**Assignment**: Search the data for the string "RgbImage", and report each line where it is found.

Segment Open

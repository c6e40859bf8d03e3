use image::RgbImage;
use serde::Serialize;
use tracing::{debug, info, warn};

use crate::credentials::{Credential, CredentialIssuer};
use crate::errors::{AppError, AppResult};
use crate::faces::extractor::{FaceEmbeddingBackend, FaceEmbeddingExtractor};
use crate::faces::matcher::FaceMatcher;
use crate::faces::store::{EmbeddingStore, EnrolledIdentity};
use crate::payload::{decode_image_bytes, decode_image_payload};
use crate::users::{require_field, validate_user_name};

/// Progress of a single verification attempt. `Accepted` and `Rejected` are
/// terminal; any error ends the attempt at the last stage reached.
#[derive(Debug, Clone, Copy, PartialEq, Eq, Serialize)]
#[serde(rename_all = "snake_case")]
pub enum VerificationStage {
    Received,
    Decoded,
    EmbeddingExtracted,
    Matched,
    Accepted,
    Rejected,
}

#[derive(Debug, Clone, Serialize, PartialEq)]
pub struct VerificationResult {
    pub user: String,
    /// Enrollment the live face was matched against.
    pub identity_id: String,
    pub accepted: bool,
    pub distance: f64,
    pub threshold: f64,
    pub faces_detected: usize,
}

#[derive(Debug)]
pub struct FaceVerificationOutcome {
    pub result: VerificationResult,
    pub stages: Vec<VerificationStage>,
    pub logs: Vec<String>,
}

#[derive(Debug)]
pub struct LoginOutcome {
    pub verification: FaceVerificationOutcome,
    pub credential: Credential,
}

struct Attempt<'a> {
    user: &'a str,
    stages: Vec<VerificationStage>,
    logs: Vec<String>,
}

impl<'a> Attempt<'a> {
    fn new(user: &'a str) -> Self {
        Self {
            user,
            stages: vec![VerificationStage::Received],
            logs: Vec::new(),
        }
    }

    fn advance(&mut self, stage: VerificationStage, log: String) {
        debug!(user = self.user, ?stage, "verification stage reached");
        self.stages.push(stage);
        self.logs.push(log);
    }

    fn last_stage(&self) -> VerificationStage {
        self.stages
            .last()
            .copied()
            .unwrap_or(VerificationStage::Received)
    }

    /// Records where the attempt stopped before handing the error back.
    fn fail(&self, err: AppError) -> AppError {
        debug!(
            user = self.user,
            stage = ?self.last_stage(),
            kind = %err.kind(),
            "verification attempt failed"
        );
        err
    }
}

/// Checks a live image against a user's enrolled embedding.
pub struct IdentityVerificationService<B, S> {
    extractor: FaceEmbeddingExtractor<B>,
    store: S,
    matcher: FaceMatcher,
}

impl<B, S> IdentityVerificationService<B, S>
where
    B: FaceEmbeddingBackend,
    S: EmbeddingStore,
{
    pub fn new(extractor: FaceEmbeddingExtractor<B>, store: S, matcher: FaceMatcher) -> Self {
        Self {
            extractor,
            store,
            matcher,
        }
    }

    pub fn matcher(&self) -> &FaceMatcher {
        &self.matcher
    }

    /// Verifies a base64 or data URI payload against `username`'s enrollment.
    ///
    /// The stored embedding is looked up before any image work, so an unknown
    /// user is reported regardless of the payload. A distance above the
    /// threshold fails with `FaceMismatch`.
    pub fn verify(
        &self,
        username: Option<&str>,
        image_payload: Option<&str>,
    ) -> AppResult<FaceVerificationOutcome> {
        let username = require_field(username, "username")?;
        let image_payload = require_field(image_payload, "image")?;
        validate_user_name(username)?;

        let enrolled = self.store.get(username)?;
        let attempt = Attempt::new(username);
        let image = decode_image_payload(image_payload).map_err(|err| attempt.fail(err))?;
        self.verify_decoded(&enrolled, &image, attempt)
    }

    /// Verifies raw image bytes (PNG, JPEG, ...).
    pub fn verify_image_bytes(
        &self,
        username: &str,
        bytes: &[u8],
    ) -> AppResult<FaceVerificationOutcome> {
        let username = require_field(Some(username), "username")?;
        validate_user_name(username)?;

        let enrolled = self.store.get(username)?;
        let attempt = Attempt::new(username);
        let image = decode_image_bytes(bytes).map_err(|err| attempt.fail(err))?;
        self.verify_decoded(&enrolled, &image, attempt)
    }

    /// Verifies, then asks `issuer` for a credential on acceptance.
    pub fn login<I: CredentialIssuer>(
        &self,
        issuer: &I,
        username: Option<&str>,
        image_payload: Option<&str>,
    ) -> AppResult<LoginOutcome> {
        let verification = self.verify(username, image_payload)?;
        self.issue_for(issuer, verification)
    }

    pub fn login_image_bytes<I: CredentialIssuer>(
        &self,
        issuer: &I,
        username: &str,
        bytes: &[u8],
    ) -> AppResult<LoginOutcome> {
        let verification = self.verify_image_bytes(username, bytes)?;
        self.issue_for(issuer, verification)
    }

    fn issue_for<I: CredentialIssuer>(
        &self,
        issuer: &I,
        mut verification: FaceVerificationOutcome,
    ) -> AppResult<LoginOutcome> {
        let credential = issuer.issue(
            &verification.result.user,
            &verification.result.identity_id,
        )?;
        verification.logs.push(format!(
            "Issued {} credential for user {}",
            credential.token_type, verification.result.user
        ));
        Ok(LoginOutcome {
            verification,
            credential,
        })
    }

    fn verify_decoded(
        &self,
        enrolled: &EnrolledIdentity,
        image: &RgbImage,
        mut attempt: Attempt<'_>,
    ) -> AppResult<FaceVerificationOutcome> {
        attempt.advance(
            VerificationStage::Decoded,
            format!("Decoded image ({}x{})", image.width(), image.height()),
        );

        let primary = self
            .extractor
            .extract_primary(image)
            .map_err(|err| attempt.fail(err))?;
        attempt.advance(
            VerificationStage::EmbeddingExtracted,
            format!("Detected {} face(s)", primary.faces_detected),
        );

        enrolled
            .embedding
            .validate(self.extractor.embedding_dim())
            .map_err(|err| attempt.fail(err))?;
        let outcome = self
            .matcher
            .compare(&enrolled.embedding, &primary.face.embedding)
            .map_err(|err| attempt.fail(err))?;
        attempt.advance(
            VerificationStage::Matched,
            format!(
                "Euclidean distance {:.4} (threshold {:.4})",
                outcome.distance, outcome.threshold
            ),
        );

        let user = attempt.user.to_string();
        if !outcome.matched {
            warn!(
                stage = ?VerificationStage::Rejected,
                user = %user,
                distance = outcome.distance,
                threshold = outcome.threshold,
                "face verification rejected"
            );
            return Err(AppError::FaceMismatch {
                user,
                distance: outcome.distance,
                threshold: outcome.threshold,
            });
        }

        attempt.advance(
            VerificationStage::Accepted,
            format!("Accepted face for user {user}"),
        );
        info!(user = %user, distance = outcome.distance, "face verification accepted");

        Ok(FaceVerificationOutcome {
            result: VerificationResult {
                user,
                identity_id: enrolled.id.clone(),
                accepted: true,
                distance: outcome.distance,
                threshold: outcome.threshold,
                faces_detected: primary.faces_detected,
            },
            stages: attempt.stages,
            logs: attempt.logs,
        })
    }
}

#[cfg(test)]
mod tests {
    use super::*;
    use crate::faces::embedding::FaceEmbedding;
    use crate::faces::extractor::{BoundingBox, FaceEmbeddingRecord};
    use crate::faces::store::InMemoryEmbeddingStore;
    use base64::{engine::general_purpose, Engine as _};
    use image::{ImageOutputFormat, Rgb};
    use std::io::Cursor;

    struct FixedBackend(Vec<f64>);

    impl FaceEmbeddingBackend for FixedBackend {
        fn extract(
            &self,
            _image: &RgbImage,
            _num_jitters: u32,
        ) -> AppResult<Vec<FaceEmbeddingRecord>> {
            Ok(vec![FaceEmbeddingRecord {
                bounding_box: BoundingBox {
                    left: 0,
                    top: 0,
                    right: 1,
                    bottom: 1,
                },
                embedding: self.0.clone(),
            }])
        }
    }

    fn payload() -> String {
        let img = RgbImage::from_pixel(4, 4, Rgb([9, 9, 9]));
        let mut cursor = Cursor::new(Vec::new());
        img.write_to(&mut cursor, ImageOutputFormat::Png).unwrap();
        format!(
            "data:image/png;base64,{}",
            general_purpose::STANDARD.encode(cursor.into_inner())
        )
    }

    fn store_with_alice() -> InMemoryEmbeddingStore {
        let store = InMemoryEmbeddingStore::new();
        store
            .insert(&EnrolledIdentity {
                id: "id".into(),
                username: "alice".into(),
                embedding: FaceEmbedding::new(vec![1.0, 0.0], 2).unwrap(),
                bounding_box: BoundingBox {
                    left: 0,
                    top: 0,
                    right: 1,
                    bottom: 1,
                },
                created_at: "2024-01-01T00:00:00.000Z".into(),
            })
            .unwrap();
        store
    }

    fn service(live: Vec<f64>) -> IdentityVerificationService<FixedBackend, InMemoryEmbeddingStore> {
        IdentityVerificationService::new(
            FaceEmbeddingExtractor::new(FixedBackend(live), 1, 2),
            store_with_alice(),
            FaceMatcher::default(),
        )
    }

    #[test]
    fn close_face_is_accepted_with_full_stage_trace() {
        let outcome = service(vec![0.9, 0.1]).verify(Some("alice"), Some(&payload())).unwrap();
        assert!(outcome.result.accepted);
        assert!(outcome.result.distance < 0.6);
        assert_eq!(
            outcome.stages,
            vec![
                VerificationStage::Received,
                VerificationStage::Decoded,
                VerificationStage::EmbeddingExtracted,
                VerificationStage::Matched,
                VerificationStage::Accepted,
            ]
        );
    }

    #[test]
    fn distant_face_is_a_mismatch() {
        let err = service(vec![0.0, 1.0])
            .verify(Some("alice"), Some(&payload()))
            .unwrap_err();
        match err {
            AppError::FaceMismatch {
                distance,
                threshold,
                ..
            } => assert!(distance > threshold),
            other => panic!("unexpected error: {other:?}"),
        }
    }

    #[test]
    fn unknown_user_wins_over_bad_payload() {
        let err = service(vec![1.0, 0.0])
            .verify(Some("bob"), Some("%%% not base64"))
            .unwrap_err();
        assert!(matches!(err, AppError::UnknownUser { .. }));
    }

    #[test]
    fn never_enrolled_names_are_unknown_whatever_their_characters() {
        let service = service(vec![1.0, 0.0]);
        for name in ["bob@example.com", "john.doe", "../alice"] {
            let err = service.verify(Some(name), Some(&payload())).unwrap_err();
            assert!(
                matches!(err, AppError::UnknownUser { .. }),
                "{name}: {err:?}"
            );
        }
    }

    #[test]
    fn accepted_result_names_the_matched_enrollment() {
        let outcome = service(vec![1.0, 0.0])
            .verify(Some("alice"), Some(&payload()))
            .unwrap();
        assert_eq!(outcome.result.identity_id, "id");
    }

    #[test]
    fn stored_embedding_of_other_dimension_is_rejected() {
        let service = IdentityVerificationService::new(
            FaceEmbeddingExtractor::new(FixedBackend(vec![1.0, 0.0, 0.0]), 1, 3),
            store_with_alice(),
            FaceMatcher::default(),
        );
        let err = service.verify(Some("alice"), Some(&payload())).unwrap_err();
        assert!(matches!(err, AppError::EmbeddingMismatch { .. }));
    }
}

Segment Closed

**Reply**:
use image::RgbImage;
        image: &RgbImage,
            _image: &RgbImage,
        let img = RgbImage::from_pixel(4, 4, Rgb([9, 9, 9]));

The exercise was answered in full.